La Confédération des juristes catholiques de France a tenu le 16 novembre dernier son XXVIe Colloque national à la Maison du barreau de Paris, sous la présidence du cardinal Stanislas Rylko, Président du Conseil pontifical pour les Laïcs. Le thème de ses travaux était : « Le mariage en questions ». La nombreuse assistance ne fut pas déçue par les interventions de grande qualité de juristes. Professeur de droit public, Marie-Pauline Deswarte a assisté à ce colloque dont elle propose ici un compte-rendu. Vu l’importance du sujet, il n’est pas trop tard pour revenir sur cette rencontre.
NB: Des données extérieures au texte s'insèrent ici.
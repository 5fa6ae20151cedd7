//! Theme and styling configuration.

use std::sync::OnceLock;

use ratatui::style::{Color, Modifier, Style};

/// Color theme for the application.
#[derive(Debug, Clone)]
pub struct Theme {
    /// Primary foreground color.
    pub fg: Color,
    /// Dimmed text (hints, empty cells).
    pub muted: Color,
    /// Accent color for titles and the selected row.
    pub accent: Color,
    /// Border of unfocused panes.
    pub border: Color,
    /// Border of the focused pane.
    pub border_focused: Color,
    /// Text typed into inputs.
    pub input_fg: Color,
    /// Placeholder text in empty inputs.
    pub input_placeholder: Color,
    /// Background of the highlighted table row.
    pub selection_bg: Color,
    /// Destructive actions and error text.
    pub danger: Color,
}

impl Default for Theme {
    fn default() -> Self {
        Self {
            fg: Color::White,
            muted: Color::DarkGray,
            accent: Color::Cyan,
            border: Color::DarkGray,
            border_focused: Color::Yellow,
            input_fg: Color::White,
            input_placeholder: Color::DarkGray,
            selection_bg: Color::Rgb(40, 44, 52),
            danger: Color::Red,
        }
    }
}

impl Theme {
    /// Style for pane titles.
    pub fn title(&self) -> Style {
        Style::default().fg(self.accent).add_modifier(Modifier::BOLD)
    }

    /// Border style for a pane.
    pub fn border_style(&self, focused: bool) -> Style {
        if focused {
            Style::default().fg(self.border_focused)
        } else {
            Style::default().fg(self.border)
        }
    }

    /// Style for the highlighted table row.
    pub fn selected_row(&self) -> Style {
        Style::default()
            .bg(self.selection_bg)
            .fg(self.accent)
            .add_modifier(Modifier::BOLD)
    }
}

static THEME: OnceLock<Theme> = OnceLock::new();

/// The active theme.
pub fn theme() -> &'static Theme {
    THEME.get_or_init(Theme::default)
}
//! Toast notifications.
//!
//! Mutation outcomes and request failures are reported here; toasts expire
//! on their own and the newest few are stacked in the bottom-right corner.

use std::collections::VecDeque;
use std::time::{Duration, Instant};

use ratatui::{
    layout::Rect,
    style::{Color, Modifier, Style},
    text::{Line, Span},
    widgets::{Block, Borders, Clear, Paragraph, Wrap},
    Frame,
};

/// Severity of a toast.
#[derive(Debug, Clone, Copy, PartialEq, Eq)]
pub enum NotificationType {
    Info,
    Success,
    Warning,
    Error,
}

impl NotificationType {
    pub fn icon(&self) -> &'static str {
        match self {
            NotificationType::Info => "ℹ",
            NotificationType::Success => "✓",
            NotificationType::Warning => "⚠",
            NotificationType::Error => "✗",
        }
    }

    pub fn color(&self) -> Color {
        match self {
            NotificationType::Info => Color::Blue,
            NotificationType::Success => Color::Green,
            NotificationType::Warning => Color::Yellow,
            NotificationType::Error => Color::Red,
        }
    }

    /// Errors and warnings stay up longer.
    fn lifetime(&self) -> Duration {
        match self {
            NotificationType::Info | NotificationType::Success => Duration::from_secs(3),
            NotificationType::Warning | NotificationType::Error => Duration::from_secs(6),
        }
    }
}

/// A single toast.
#[derive(Debug, Clone)]
pub struct Notification {
    pub message: String,
    pub notification_type: NotificationType,
    created_at: Instant,
    duration: Duration,
}

impl Notification {
    pub fn new(message: impl Into<String>, notification_type: NotificationType) -> Self {
        Self {
            message: message.into(),
            notification_type,
            created_at: Instant::now(),
            duration: notification_type.lifetime(),
        }
    }

    pub fn is_expired(&self) -> bool {
        self.created_at.elapsed() > self.duration
    }
}

/// Queue of visible toasts.
#[derive(Debug)]
pub struct NotificationManager {
    notifications: VecDeque<Notification>,
    max_visible: usize,
}

impl Default for NotificationManager {
    fn default() -> Self {
        Self::with_max_visible(3)
    }
}

impl NotificationManager {
    pub fn with_max_visible(max_visible: usize) -> Self {
        Self {
            notifications: VecDeque::new(),
            max_visible,
        }
    }

    /// Add a toast, dropping the oldest beyond the visible limit.
    pub fn push(&mut self, notification: Notification) {
        self.notifications.push_back(notification);
        while self.notifications.len() > self.max_visible {
            self.notifications.pop_front();
        }
    }

    pub fn info(&mut self, message: impl Into<String>) {
        self.push(Notification::new(message, NotificationType::Info));
    }

    pub fn success(&mut self, message: impl Into<String>) {
        self.push(Notification::new(message, NotificationType::Success));
    }

    pub fn warning(&mut self, message: impl Into<String>) {
        self.push(Notification::new(message, NotificationType::Warning));
    }

    pub fn error(&mut self, message: impl Into<String>) {
        self.push(Notification::new(message, NotificationType::Error));
    }

    /// Remove expired toasts. Called on every tick.
    pub fn tick(&mut self) {
        self.notifications.retain(|n| !n.is_expired());
    }

    pub fn is_empty(&self) -> bool {
        self.notifications.is_empty()
    }

    pub fn iter(&self) -> impl Iterator<Item = &Notification> {
        self.notifications.iter()
    }

    /// Render the toasts stacked upward from the bottom-right corner of `area`.
    pub fn render(&self, frame: &mut Frame, area: Rect) {
        let width = 48.min(area.width.saturating_sub(4));
        // borders plus icon and space
        let inner_width = width.saturating_sub(4).max(1) as usize;

        let mut bottom = area.y + area.height.saturating_sub(2);
        for notification in self.notifications.iter().rev() {
            let text_len = notification.message.chars().count() + 2;
            let height = (text_len.div_ceil(inner_width) as u16) + 2;
            if bottom < area.y + height {
                break;
            }
            let top = bottom - height;
            let x = area.x + area.width.saturating_sub(width + 2);
            render_notification(notification, frame, Rect::new(x, top, width, height));
            bottom = top;
        }
    }
}

fn render_notification(notification: &Notification, frame: &mut Frame, area: Rect) {
    frame.render_widget(Clear, area);

    let style = Style::default().fg(notification.notification_type.color());
    let text = Line::from(vec![
        Span::styled(
            format!("{} ", notification.notification_type.icon()),
            style.add_modifier(Modifier::BOLD),
        ),
        Span::styled(notification.message.as_str(), style),
    ]);

    let paragraph = Paragraph::new(text)
        .block(Block::default().borders(Borders::ALL).border_style(style))
        .wrap(Wrap { trim: true });
    frame.render_widget(paragraph, area);
}

#[cfg(test)]
mod tests {
    use super::*;

    #[test]
    fn test_error_outlives_success() {
        assert!(NotificationType::Error.lifetime() > NotificationType::Success.lifetime());
    }

    #[test]
    fn test_manager_caps_visible() {
        let mut manager = NotificationManager::with_max_visible(2);
        manager.info("1");
        manager.success("2");
        manager.error("3");
        let messages: Vec<&str> = manager.iter().map(|n| n.message.as_str()).collect();
        assert_eq!(messages, vec!["2", "3"]);
    }

    #[test]
    fn test_tick_drops_expired() {
        let mut manager = NotificationManager::default();
        let mut stale = Notification::new("old", NotificationType::Info);
        stale.duration = Duration::from_millis(1);
        manager.push(stale);
        manager.warning("fresh");
        std::thread::sleep(Duration::from_millis(5));
        manager.tick();

        let messages: Vec<&str> = manager.iter().map(|n| n.message.as_str()).collect();
        assert_eq!(messages, vec!["fresh"]);
    }
}
//! Reusable UI components.

mod country_select;
mod help_bar;
mod input;
mod notification;

pub use country_select::{CountrySelect, CountrySelectAction};
pub use help_bar::render_context_help;
pub use input::TextInput;
pub use notification::NotificationManager;
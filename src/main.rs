//! cityadmin - a terminal console for administering cities and countries.
//!
//! Runs the cities screen against the admin REST API, or manages the stored
//! session with the `session` subcommand.

mod api;
mod app;
mod cities;
mod config;
mod error;
mod events;
mod logging;
mod tasks;
mod ui;

use std::io::{self, Stdout};
use std::path::PathBuf;
use std::sync::Arc;
use std::time::Duration;

use clap::{Parser, Subcommand};
use crossterm::{
    execute,
    terminal::{disable_raw_mode, enable_raw_mode, EnterAlternateScreen, LeaveAlternateScreen},
};
use ratatui::{backend::CrosstermBackend, Terminal};
use tokio::sync::mpsc;
use tracing::{error, info};

use crate::api::auth;
use crate::api::{CityBackend, CityClient, TokenSource};
use crate::app::App;
use crate::config::{Config, KeyringSession, SessionContext, Settings, StaticSession};
use crate::error::AppError;
use crate::events::EventHandler;
use crate::tasks::{create_task_channel, ApiMessage, TaskSpawner};

#[derive(Debug, Parser)]
#[command(name = "cityadmin", version, about)]
struct Cli {
    /// Path to the configuration file.
    #[arg(long, global = true, value_name = "PATH")]
    config: Option<PathBuf>,

    /// Override the API base URL from the configuration.
    #[arg(long, value_name = "URL")]
    api_url: Option<String>,

    /// Use this session token for this run instead of the keyring.
    #[arg(long, requires = "role", value_name = "TOKEN")]
    token: Option<String>,

    /// Role that goes with --token.
    #[arg(long, requires = "token", value_name = "ROLE")]
    role: Option<String>,

    #[command(subcommand)]
    command: Option<Commands>,
}

#[derive(Debug, Subcommand)]
enum Commands {
    /// Manage the session stored in the OS keyring.
    Session {
        #[command(subcommand)]
        action: SessionAction,
    },
    /// Manage the configuration file.
    Config {
        #[command(subcommand)]
        action: ConfigAction,
    },
}

#[derive(Debug, Subcommand)]
enum ConfigAction {
    /// Write a configuration file with the current settings.
    Init {
        /// Replace an existing file.
        #[arg(long)]
        force: bool,
    },
    /// Print the configuration file location.
    Path,
}

#[derive(Debug, Subcommand)]
enum SessionAction {
    /// Store a session token and role.
    Set {
        #[arg(long)]
        token: String,
        #[arg(long)]
        role: String,
    },
    /// Remove the stored session.
    Clear,
    /// Show whether a session is stored.
    Show,
}

type Tui = Terminal<CrosstermBackend<Stdout>>;

#[tokio::main]
async fn main() -> anyhow::Result<()> {
    let cli = Cli::parse();

    if let Err(e) = logging::init() {
        eprintln!("Warning: file logging disabled: {}", e);
    }

    let result = match cli.command {
        Some(Commands::Session { ref action }) => run_session(&cli, action),
        Some(Commands::Config { ref action }) => run_config(&cli, action),
        None => run_console(&cli).await,
    };

    if let Err(e) = &result {
        error!("Exiting with error: {:#}", e);
    }
    logging::shutdown();
    result
}

/// Turn a startup error into a message with its suggested fix.
fn startup_error(error: AppError) -> anyhow::Error {
    let mut message = error.user_message();
    if let Some(action) = error.suggested_action() {
        message = format!("{}\n  {}", message, action);
    }
    anyhow::Error::new(error).context(message)
}

fn config_path(cli: &Cli) -> anyhow::Result<PathBuf> {
    match &cli.config {
        Some(path) => Ok(path.clone()),
        None => Config::default_path().map_err(|e| startup_error(e.into())),
    }
}

fn load_settings(cli: &Cli) -> anyhow::Result<Settings> {
    let path = config_path(cli)?;
    let mut settings = Config::load_from(&path)
        .map_err(|e| startup_error(e.into()))?
        .settings;

    if let Some(url) = &cli.api_url {
        settings.api_url = url.clone();
        settings.validate().map_err(|e| startup_error(e.into()))?;
    }
    Ok(settings)
}

fn run_session(cli: &Cli, action: &SessionAction) -> anyhow::Result<()> {
    match action {
        SessionAction::Set { token, role } => {
            auth::store_session(token, role).map_err(|e| startup_error(e.into()))?;
            info!(role = %role, "Session stored");
            println!("Session stored for role '{}'.", role);
        }
        SessionAction::Clear => {
            auth::clear_session().map_err(|e| startup_error(e.into()))?;
            info!("Session cleared");
            println!("Session cleared.");
        }
        SessionAction::Show => {
            let settings = load_settings(cli)?;
            let session = KeyringSession::new(&settings.admin_role, Duration::ZERO);
            let role = auth::get_role().map_err(|e| startup_error(e.into()))?;

            println!("API URL:  {}", settings.api_url);
            println!(
                "Token:    {}",
                if session.is_authenticated() { "stored" } else { "none" }
            );
            println!("Role:     {}", role.as_deref().unwrap_or("none"));
            println!(
                "Access:   {}",
                if session.is_authenticated() && session.is_admin() {
                    "granted"
                } else {
                    "login required"
                }
            );
            if let Some(dir) = logging::log_directory() {
                println!("Logs:     {}", dir.display());
            }
        }
    }
    Ok(())
}

fn run_config(cli: &Cli, action: &ConfigAction) -> anyhow::Result<()> {
    let path = config_path(cli)?;
    match action {
        ConfigAction::Init { force } => {
            if path.exists() && !force {
                anyhow::bail!(
                    "{} already exists\n  Pass --force to overwrite it.",
                    path.display()
                );
            }
            let config = Config {
                settings: load_settings(cli)?,
            };
            config.save_to(&path).map_err(|e| startup_error(e.into()))?;
            info!(path = %path.display(), "Configuration written");
            println!("Wrote {}", path.display());
        }
        ConfigAction::Path => println!("{}", path.display()),
    }
    Ok(())
}

async fn run_console(cli: &Cli) -> anyhow::Result<()> {
    let settings = load_settings(cli)?;

    let (session, tokens): (Arc<dyn SessionContext>, Arc<dyn TokenSource>) =
        match (&cli.token, &cli.role) {
            (Some(token), Some(role)) => {
                info!("Using session from the command line");
                let session = Arc::new(StaticSession::new(
                    Some(token),
                    Some(role),
                    &settings.admin_role,
                ));
                let guard: Arc<dyn SessionContext> = session.clone();
                let tokens: Arc<dyn TokenSource> = session;
                (guard, tokens)
            }
            _ => {
                let session = Arc::new(KeyringSession::new(
                    &settings.admin_role,
                    Duration::from_secs(settings.session_refresh_secs),
                ));
                let guard: Arc<dyn SessionContext> = session.clone();
                let tokens: Arc<dyn TokenSource> = session;
                (guard, tokens)
            }
        };
    let client = CityClient::from_settings(&settings, tokens).map_err(|e| startup_error(e.into()))?;
    info!(api_url = client.base_url(), "Admin API client ready");

    let backend: Arc<dyn CityBackend> = Arc::new(client);
    let (mut rx, spawner) = create_task_channel(backend);
    let mut app = App::new(&settings, session);
    let events = EventHandler::with_tick_rate(settings.tick_rate_ms);

    let mut terminal = setup_terminal().map_err(|e| {
        startup_error(AppError::terminal(format!("failed to set up the terminal: {}", e)))
    })?;
    install_panic_hook();

    let result = run_loop(&mut terminal, &mut app, &mut rx, &spawner, &events);

    restore_terminal(&mut terminal).map_err(|e| {
        startup_error(AppError::terminal(format!("failed to restore the terminal: {}", e)))
    })?;
    result.map_err(startup_error)
}

/// Dispatch queued commands, apply finished tasks, draw, then wait for input.
fn run_loop(
    terminal: &mut Tui,
    app: &mut App,
    rx: &mut mpsc::UnboundedReceiver<ApiMessage>,
    spawner: &TaskSpawner,
    events: &EventHandler,
) -> Result<(), AppError> {
    loop {
        for (command, generation) in app.take_commands() {
            spawner.spawn(command, generation);
        }
        while let Ok(message) = rx.try_recv() {
            app.handle_api_message(message);
        }

        terminal.draw(|frame| app.view(frame))?;

        // crossterm polling blocks; keep the runtime's other workers free
        let event = tokio::task::block_in_place(|| events.next())?;
        app.update(event);

        if app.should_quit() {
            return Ok(());
        }
    }
}

fn setup_terminal() -> io::Result<Tui> {
    enable_raw_mode()?;
    execute!(io::stdout(), EnterAlternateScreen)?;
    Terminal::new(CrosstermBackend::new(io::stdout()))
}

fn restore_terminal(terminal: &mut Tui) -> io::Result<()> {
    disable_raw_mode()?;
    execute!(terminal.backend_mut(), LeaveAlternateScreen)?;
    terminal.show_cursor()
}

/// Leave the alternate screen before a panic message is printed.
fn install_panic_hook() {
    let original = std::panic::take_hook();
    std::panic::set_hook(Box::new(move |info| {
        let _ = disable_raw_mode();
        let _ = execute!(io::stdout(), LeaveAlternateScreen);
        original(info);
    }));
}

#[cfg(test)]
mod tests {
    use super::*;

    #[test]
    fn test_cli_parses_console_flags() {
        let cli = Cli::try_parse_from([
            "cityadmin",
            "--api-url",
            "https://admin.example.com/api",
            "--token",
            "abc",
            "--role",
            "Admin",
        ])
        .unwrap();
        assert_eq!(cli.api_url.as_deref(), Some("https://admin.example.com/api"));
        assert_eq!(cli.token.as_deref(), Some("abc"));
        assert!(cli.command.is_none());
    }

    #[test]
    fn test_cli_token_requires_role() {
        assert!(Cli::try_parse_from(["cityadmin", "--token", "abc"]).is_err());
    }

    #[test]
    fn test_cli_session_set() {
        let cli =
            Cli::try_parse_from(["cityadmin", "session", "set", "--token", "t", "--role", "Admin"])
                .unwrap();
        match cli.command {
            Some(Commands::Session {
                action: SessionAction::Set { token, role },
            }) => {
                assert_eq!(token, "t");
                assert_eq!(role, "Admin");
            }
            other => panic!("Expected session set, got {:?}", other),
        }
    }

    #[test]
    fn test_load_settings_applies_url_override() {
        let dir = tempfile::tempdir().unwrap();
        let path = dir.path().join("config.toml");
        let cli = Cli::try_parse_from([
            "cityadmin",
            "--config",
            path.to_str().unwrap(),
            "--api-url",
            "https://admin.example.com/api",
        ])
        .unwrap();

        let settings = load_settings(&cli).unwrap();
        assert_eq!(settings.api_url, "https://admin.example.com/api");
        assert_eq!(settings.admin_role, "Admin");
    }

    #[test]
    fn test_config_init_writes_file_once() {
        let dir = tempfile::tempdir().unwrap();
        let path = dir.path().join("nested").join("config.toml");
        let cli = Cli::try_parse_from([
            "cityadmin",
            "--config",
            path.to_str().unwrap(),
            "--api-url",
            "https://admin.example.com/api",
            "config",
            "init",
        ])
        .unwrap();
        let Some(Commands::Config { action }) = &cli.command else {
            panic!("Expected config subcommand");
        };

        run_config(&cli, action).unwrap();
        let saved = Config::load_from(&path).unwrap();
        assert_eq!(saved.settings.api_url, "https://admin.example.com/api");

        assert!(run_config(&cli, action).is_err());
    }

    #[test]
    fn test_load_settings_rejects_bad_override() {
        let dir = tempfile::tempdir().unwrap();
        let path = dir.path().join("config.toml");
        let cli = Cli::try_parse_from([
            "cityadmin",
            "--config",
            path.to_str().unwrap(),
            "--api-url",
            "admin.example.com",
        ])
        .unwrap();

        let err = load_settings(&cli).unwrap_err();
        assert!(format!("{:#}", err).contains("api_url"));
    }
}
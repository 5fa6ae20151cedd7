//! Admin-only access check for the cities screen.

use tracing::info;

use crate::config::SessionContext;

/// Where a rejected visitor is sent.
#[derive(Debug, Clone, Copy, PartialEq, Eq)]
pub enum Redirect {
    Login,
}

/// Decides whether the current session may see the cities screen.
pub struct AccessGuard;

impl AccessGuard {
    /// `None` when the session holds a token and the admin role,
    /// otherwise a redirect to the login screen.
    pub fn check(session: &dyn SessionContext) -> Option<Redirect> {
        if session.is_authenticated() && session.is_admin() {
            return None;
        }
        info!(
            authenticated = session.is_authenticated(),
            "Access to cities screen denied"
        );
        Some(Redirect::Login)
    }
}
L’engagement des chrétiens sur le mariage
Dans sa Conférence introductive le professeur Joël-Benoît d’Onorio, Président de la Confédération, dénonçait d’emblée les mensonges sur lesquels reposait la loi du prétendu « mariage pour tous » : mensonge sémantique sur le mot mariage qui ne peut convenir, sur la soi-disant capacité de la loi à changer l’ordre naturel, sur la façade libérale d’un État en réalité totalitaire, sur une laïcité qui ne respecte pas les croyants, sur le refus de la clause de conscience promise. Nous ne sommes plus dans le droit mais dans la politique, avec des partis peu fiables et pourtant avec lesquels il faut compter. La future loi sur la famille qui se prépare montre un entêtement du gouvernement sur son absence de compréhension de la réalité familiale. L’avenir s’annonce difficile, car les effets de la loi sur le mariage et la catastrophe sont pour après. Il ne faut pas avoir peur de critiquer la réforme qui a été menée par une minorité agissante. L’abrogation est toujours possible. Pour l’instant l’État de droit, la civilisation et le concept de loi ont perdu. Néanmoins, la France a montré sa capacité de mobilisation. L’engagement de chacun, à commencer par les juristes, est plus que jamais nécessaire.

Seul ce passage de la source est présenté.